Look over the data below and give the number of lines containing the word "links", with no other words.

-------- GIVEN ENTRIES --------

//! linkwalk: Hypermedia navigation over HTTP
//!
//! Start from a [`Service`] and follow link relations by name. Relations are
//! looked up in the RFC 5988 `Link` header first, then in `<link>` elements
//! of XML bodies.
//!
//! Commands:
//! - follow: Walk a chain of relations from a root URL
//! - links: Report the relations each URL offers
//! - select: Evaluate a path query against an XML resource

pub mod error;
pub mod follow;
pub mod link_header;
pub mod links;
pub mod options;
pub mod query;
pub mod representation;
pub mod select;
pub mod service;
pub mod transport;
pub mod urls;
pub mod xml;

pub use error::{Error, Result};
pub use link_header::{parse_link_header, LinkTable};
pub use representation::{ContentType, Representation};
pub use service::Service;
pub use transport::{Body, HttpConfig, HttpTransport, Request, Response, Transport};
pub use urls::{compose_path, extract_charset, resolve_absolute_url};
pub use xml::{Document, Namespaces};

--------

• _WRITTEN RESPONSE_
2